### GIVEN RECORDS

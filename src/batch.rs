//! Batch query execution.
//!
//! Runs many independent queries against one engine at once. The
//! parallelism is across queries (each single query runs its sequential
//! path), and output order always mirrors input order.

use crate::error::SearchError;
use crate::index::SearchEngine;
use crate::types::Document;
use rayon::prelude::*;

/// Run every query in parallel; `result[i]` answers `queries[i]`.
///
/// Fails with the error of a malformed query if any query fails to parse.
pub fn process_queries<Q>(
    engine: &SearchEngine,
    queries: &[Q],
) -> Result<Vec<Vec<Document>>, SearchError>
where
    Q: AsRef<str> + Sync,
{
    queries
        .par_iter()
        .map(|query| engine.find_top_documents(query.as_ref()))
        .collect()
}

/// [`process_queries`] with the per-query result lists concatenated,
/// preserving query order.
pub fn process_queries_joined<Q>(
    engine: &SearchEngine,
    queries: &[Q],
) -> Result<Vec<Document>, SearchError>
where
    Q: AsRef<str> + Sync,
{
    Ok(process_queries(engine, queries)?
        .into_iter()
        .flatten()
        .collect())
}
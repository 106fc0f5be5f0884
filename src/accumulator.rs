//! Sharded accumulator for parallel relevance summation.
//!
//! A map from document id to a running `f64`, partitioned into a fixed
//! number of buckets by `id mod bucket_count`. Each bucket has its own lock,
//! so workers updating different buckets never contend, and updates to the
//! same key are serialized without a whole-map lock.
//!
//! # Invariants (the stuff that breaks if you ignore it)
//!
//! - An [`Access`] handle holds its bucket's lock for its whole lifetime.
//!   Keep handles short-lived: never hold one across an unrelated blocking
//!   call, or every worker hashing into that bucket stalls.
//! - `drain` assumes no outstanding handles; it locks buckets one at a time,
//!   so concurrent `at` calls would race with the drain order.

use crate::types::DocId;
use parking_lot::{Mutex, MutexGuard};
use std::collections::{BTreeMap, HashMap};
use std::ops::{Deref, DerefMut};

/// Fixed-bucket concurrent map from [`DocId`] to `f64`.
#[derive(Debug)]
pub struct ShardedAccumulator {
    buckets: Vec<Mutex<HashMap<DocId, f64>>>,
}

/// Scoped handle granting exclusive mutable access to one entry.
///
/// Created by [`ShardedAccumulator::at`]; the bucket lock is released when
/// the handle drops. Dereferences to the accumulated value.
pub struct Access<'a> {
    guard: MutexGuard<'a, HashMap<DocId, f64>>,
    key: DocId,
}

impl Deref for Access<'_> {
    type Target = f64;

    fn deref(&self) -> &f64 {
        &self.guard[&self.key]
    }
}

impl DerefMut for Access<'_> {
    fn deref_mut(&mut self) -> &mut f64 {
        self.guard
            .get_mut(&self.key)
            .expect("entry is created when the bucket lock is taken")
    }
}

impl ShardedAccumulator {
    /// Create an accumulator with `bucket_count` independently locked
    /// buckets.
    ///
    /// # Panics
    ///
    /// Panics if `bucket_count` is zero.
    pub fn new(bucket_count: usize) -> Self {
        assert!(bucket_count > 0, "bucket_count must be positive");
        Self {
            buckets: (0..bucket_count).map(|_| Mutex::default()).collect(),
        }
    }

    /// Lock the bucket owning `key`, creating the entry at `0.0` if absent,
    /// and return a handle to the value.
    pub fn at(&self, key: DocId) -> Access<'_> {
        let bucket = &self.buckets[key.get() as usize % self.buckets.len()];
        let mut guard = bucket.lock();
        guard.entry(key).or_insert(0.0);
        Access { guard, key }
    }

    /// Move every entry into a single ordered map, emptying all buckets.
    ///
    /// Buckets are locked one at a time; callers must ensure no `Access`
    /// handles are outstanding.
    pub fn drain(&self) -> BTreeMap<DocId, f64> {
        let mut merged = BTreeMap::new();
        for bucket in &self.buckets {
            merged.extend(bucket.lock().drain());
        }
        merged
    }
}
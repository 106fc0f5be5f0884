// Copyright 2025-present Harīṣh Tummalachērla
// SPDX-License-Identifier: Apache-2.0

//! The value types of the search engine.
//!
//! These types cross the public API boundary: callers supply document ids,
//! statuses, and ratings on insertion, and get [`Document`] values back from
//! ranked queries.
//!
//! # Invariants (the stuff that breaks if you ignore it)
//!
//! - **DocId**: ids accepted by the index are non-negative. Negative ids are
//!   representable (callers can construct them) but rejected at insertion.
//! - **Document**: `relevance` is a finite TF-IDF sum; `rating` is the
//!   truncated arithmetic mean of the ratings supplied at insertion.

use serde::{Deserialize, Serialize};
use std::fmt;

/// Maximum number of documents a ranked query returns.
pub const MAX_TOP_DOCUMENTS: usize = 5;

/// Relevance values closer than this are considered equal when sorting;
/// ties fall through to the rating comparison.
pub const RELEVANCE_EPSILON: f64 = 1e-6;

// =============================================================================
// NEWTYPES
// =============================================================================

/// Type-safe document identifier.
///
/// Prevents accidentally passing a rating or a bucket index where a document
/// id is expected. Ids are caller-supplied; the index only accepts values
/// `>= 0` that are not already present.
#[derive(Debug, Clone, Copy, PartialEq, Eq, PartialOrd, Ord, Hash, Serialize, Deserialize)]
#[repr(transparent)]
pub struct DocId(pub i32);

impl DocId {
    /// Get the underlying value.
    #[inline]
    pub fn get(self) -> i32 {
        self.0
    }

    /// Whether this id is in the range the index accepts.
    #[inline]
    pub fn is_valid(self) -> bool {
        self.0 >= 0
    }
}

impl From<i32> for DocId {
    fn from(id: i32) -> Self {
        DocId(id)
    }
}

impl From<DocId> for i32 {
    fn from(id: DocId) -> Self {
        id.0
    }
}

impl fmt::Display for DocId {
    fn fmt(&self, f: &mut fmt::Formatter<'_>) -> fmt::Result {
        write!(f, "{}", self.0)
    }
}

// =============================================================================
// DOCUMENT TYPES
// =============================================================================

/// Lifecycle tag attached to every indexed document.
///
/// Default searches return only `Actual` documents; the other statuses are
/// reachable through the status and predicate query forms.
#[derive(Debug, Clone, Copy, Default, PartialEq, Eq, Hash, Serialize, Deserialize)]
pub enum DocumentStatus {
    /// Live document, returned by default searches.
    #[default]
    Actual,
    /// Indexed but deprioritized; only returned when asked for explicitly.
    Irrelevant,
    /// Blocked from default results.
    Banned,
    /// Marked deleted but still present in the index.
    Removed,
}

/// What callers get back from a ranked query.
///
/// Results are ordered by `(relevance desc, rating desc)`, with relevance
/// values within [`RELEVANCE_EPSILON`] of each other treated as equal.
#[derive(Debug, Clone, Copy, PartialEq, Serialize, Deserialize)]
pub struct Document {
    pub id: DocId,
    pub relevance: f64,
    pub rating: i32,
}

// =============================================================================
// SCHEDULING
// =============================================================================

/// Scheduling mode for the heavy operations.
///
/// `Parallel` fans work out over rayon's work-stealing pool; `Sequential`
/// runs on the calling thread. Both produce the same results (relevance may
/// differ by floating-point reassociation, bounded well below
/// [`RELEVANCE_EPSILON`] in practice).
#[derive(Debug, Clone, Copy, Default, PartialEq, Eq)]
pub enum ExecutionMode {
    #[default]
    Sequential,
    Parallel,
}
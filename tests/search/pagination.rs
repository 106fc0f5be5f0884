//! Paginating ranked results.

use super::common::animals_engine;
use docfind::paginate;

#[test]
fn result_pages_have_fixed_size() {
    let engine = animals_engine();
    let found = engine.find_top_documents("dog cat").unwrap();
    assert_eq!(found.len(), 5);

    assert_eq!(paginate(&found, 2).len(), 3);
    assert_eq!(paginate(&found, 3).len(), 2);
    assert_eq!(paginate(&found, 5).len(), 1);
}

#[test]
fn pages_concatenate_back_to_the_input() {
    let engine = animals_engine();
    let found = engine.find_top_documents("dog cat").unwrap();

    let rejoined: Vec<_> = paginate(&found, 2).into_iter().flatten().copied().collect();
    assert_eq!(rejoined, found);
}
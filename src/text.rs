//! Text splitting and word validation.
//!
//! Documents and queries use the same minimal tokenization: split on runs of
//! ASCII space, drop empty tokens, reject anything carrying a control
//! character. No casefolding, no stemming, no Unicode segmentation.

/// Split `text` on ASCII spaces into a lazy sequence of borrowed words.
///
/// Runs of spaces produce no empty tokens. The iterator borrows from `text`,
/// so the input must outlive the iteration.
pub fn split_into_words(text: &str) -> impl Iterator<Item = &str> {
    text.split(' ').filter(|word| !word.is_empty())
}

/// A word is valid iff it contains no byte in `[0x00, 0x1F]`.
///
/// The empty string is valid; it simply never survives tokenization.
pub fn is_valid_word(word: &str) -> bool {
    !word.bytes().any(|byte| byte < 0x20)
}
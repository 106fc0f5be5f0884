//! Parallel batch execution over the pets corpus.

use super::common::{ids, pets_engine};
use docfind::{process_queries, process_queries_joined};

const QUERIES: [&str; 3] = ["nasty rat -not", "not very funny nasty pet", "curly hair"];

#[test]
fn per_query_result_counts() {
    let engine = pets_engine();
    let results = process_queries(&engine, &QUERIES).unwrap();

    assert_eq!(results.len(), 3);
    assert_eq!(results[0].len(), 3);
    assert_eq!(results[1].len(), 5);
    assert_eq!(results[2].len(), 2);
}

#[test]
fn joined_results_preserve_query_order() {
    let engine = pets_engine();
    let joined = process_queries_joined(&engine, &QUERIES).unwrap();

    assert_eq!(joined.len(), 10);
    assert_eq!(ids(&joined), vec![1, 5, 4, 3, 1, 2, 5, 4, 2, 5]);
}

#[test]
fn batch_matches_individual_queries() {
    let engine = pets_engine();
    let results = process_queries(&engine, &QUERIES).unwrap();

    for (query, batch_result) in QUERIES.iter().zip(&results) {
        let single = engine.find_top_documents(query).unwrap();
        assert_eq!(&single, batch_result);
    }
}

#[test]
fn a_bad_query_anywhere_fails_the_whole_batch() {
    let engine = pets_engine();
    assert!(process_queries(&engine, &["nasty rat", "cat --dog"]).is_err());
    assert!(process_queries_joined(&engine, &["nasty rat", "-"]).is_err());
}

#[test]
fn empty_batch_yields_empty_results() {
    let engine = pets_engine();
    let no_queries: [&str; 0] = [];
    assert!(process_queries(&engine, &no_queries).unwrap().is_empty());
    assert!(process_queries_joined(&engine, &no_queries).unwrap().is_empty());
}
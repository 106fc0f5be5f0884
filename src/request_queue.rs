//! Sliding-window statistics over recent search requests.
//!
//! Wraps an engine reference and counts, over the last
//! [`REQUEST_WINDOW`] requests, how many returned no results. The classic
//! use is surfacing "dead" queries over the last day of minute-resolution
//! traffic.

use crate::error::SearchError;
use crate::index::SearchEngine;
use crate::types::{DocId, Document, DocumentStatus, ExecutionMode};
use std::collections::VecDeque;

/// How many requests the window holds: minutes in a day.
pub const REQUEST_WINDOW: usize = 1440;

/// Tracks empty-result counts over a sliding window of requests.
#[derive(Debug)]
pub struct RequestQueue<'a> {
    engine: &'a SearchEngine,
    /// One flag per request inside the window; `true` means no results.
    requests: VecDeque<bool>,
    no_results: usize,
}

impl<'a> RequestQueue<'a> {
    pub fn new(engine: &'a SearchEngine) -> Self {
        Self {
            engine,
            requests: VecDeque::with_capacity(REQUEST_WINDOW),
            no_results: 0,
        }
    }

    /// Run a default (status `Actual`) search and record its outcome.
    ///
    /// A malformed query propagates its error and is not recorded.
    pub fn add_find_request(&mut self, raw_query: &str) -> Result<Vec<Document>, SearchError> {
        let results = self.engine.find_top_documents(raw_query)?;
        Ok(self.record(results))
    }

    /// Status-filtered variant of [`add_find_request`](Self::add_find_request).
    pub fn add_find_request_with_status(
        &mut self,
        raw_query: &str,
        status: DocumentStatus,
    ) -> Result<Vec<Document>, SearchError> {
        let results = self.engine.find_top_documents_with_status(
            ExecutionMode::Sequential,
            raw_query,
            status,
        )?;
        Ok(self.record(results))
    }

    /// Predicate-filtered variant of [`add_find_request`](Self::add_find_request).
    pub fn add_find_request_with<P>(
        &mut self,
        raw_query: &str,
        predicate: P,
    ) -> Result<Vec<Document>, SearchError>
    where
        P: Fn(DocId, DocumentStatus, i32) -> bool + Sync,
    {
        let results =
            self.engine
                .find_top_documents_with(ExecutionMode::Sequential, raw_query, predicate)?;
        Ok(self.record(results))
    }

    /// How many requests inside the window returned no results.
    pub fn no_result_requests(&self) -> usize {
        self.no_results
    }

    fn record(&mut self, results: Vec<Document>) -> Vec<Document> {
        if self.requests.len() == REQUEST_WINDOW {
            if self.requests.pop_front() == Some(true) {
                self.no_results -= 1;
            }
        }
        let empty = results.is_empty();
        self.requests.push_back(empty);
        if empty {
            self.no_results += 1;
        }
        results
    }
}
//! Duplicate document removal.
//!
//! Two documents are duplicates iff their word *sets* are equal, with
//! frequencies and order discarded (stop words never enter the index, so
//! documents differing only in stop words collapse too). Within each
//! equivalence class the smallest id survives.

use crate::index::SearchEngine;
use crate::vocab::WordId;
use std::collections::{BTreeSet, HashSet};
use std::io::{self, Write};

/// Remove every document whose word set matches an earlier document.
///
/// Ids are scanned in ascending order; each removal is reported to `report`
/// as a `"Found duplicate document id <id>"` line. Pass [`io::sink()`] to
/// discard the report.
pub fn remove_duplicates<W: Write>(engine: &mut SearchEngine, report: &mut W) -> io::Result<()> {
    let ids: Vec<_> = engine.document_ids().collect();
    let mut seen: HashSet<BTreeSet<WordId>> = HashSet::new();

    for id in ids {
        let words = engine.word_set(id);
        if seen.contains(&words) {
            writeln!(report, "Found duplicate document id {}", id)?;
            engine.remove_document(id);
        } else {
            seen.insert(words);
        }
    }
    Ok(())
}
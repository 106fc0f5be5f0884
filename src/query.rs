//! Query parsing.
//!
//! A raw query is a space-separated list of terms. A leading `-` marks a
//! term the results must not contain. Stop words are dropped after the `-`
//! handling, so `-the` with `the` as a stop word is silently ignored rather
//! than rejected.

use crate::error::SearchError;
use crate::text::{is_valid_word, split_into_words};
use std::collections::BTreeSet;

/// A parsed query: deduplicated plus- and minus-word sets, iterable in
/// lexicographic order.
#[derive(Debug, Default, Clone, PartialEq, Eq)]
pub(crate) struct Query {
    pub plus_words: BTreeSet<String>,
    pub minus_words: BTreeSet<String>,
}

/// One token of a raw query, classified.
struct QueryWord<'a> {
    data: &'a str,
    is_minus: bool,
}

fn parse_query_word(token: &str) -> Result<QueryWord<'_>, SearchError> {
    let (data, is_minus) = match token.strip_prefix('-') {
        Some(rest) => (rest, true),
        None => (token, false),
    };
    if data.is_empty() || data.starts_with('-') || !is_valid_word(data) {
        return Err(SearchError::InvalidQueryWord {
            word: token.to_string(),
        });
    }
    Ok(QueryWord { data, is_minus })
}

impl Query {
    /// Parse a raw query, dropping stop words.
    ///
    /// Fails on the first malformed token; a query that parses has only
    /// valid, non-stop words in its two sets.
    pub fn parse(
        raw_query: &str,
        is_stop_word: impl Fn(&str) -> bool,
    ) -> Result<Self, SearchError> {
        let mut query = Query::default();
        for token in split_into_words(raw_query) {
            let word = parse_query_word(token)?;
            if is_stop_word(word.data) {
                continue;
            }
            let target = if word.is_minus {
                &mut query.minus_words
            } else {
                &mut query.plus_words
            };
            target.insert(word.data.to_string());
        }
        Ok(query)
    }
}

######

[WHAT IS BEING ASKED] Where the string "filtered" appears in a line of the entries above, return that line.

[ANSWER SPACE]
    /// Status-filtered variant of [`add_find_request`](Self::add_find_request).
    /// Predicate-filtered variant of [`add_find_request`](Self::add_find_request).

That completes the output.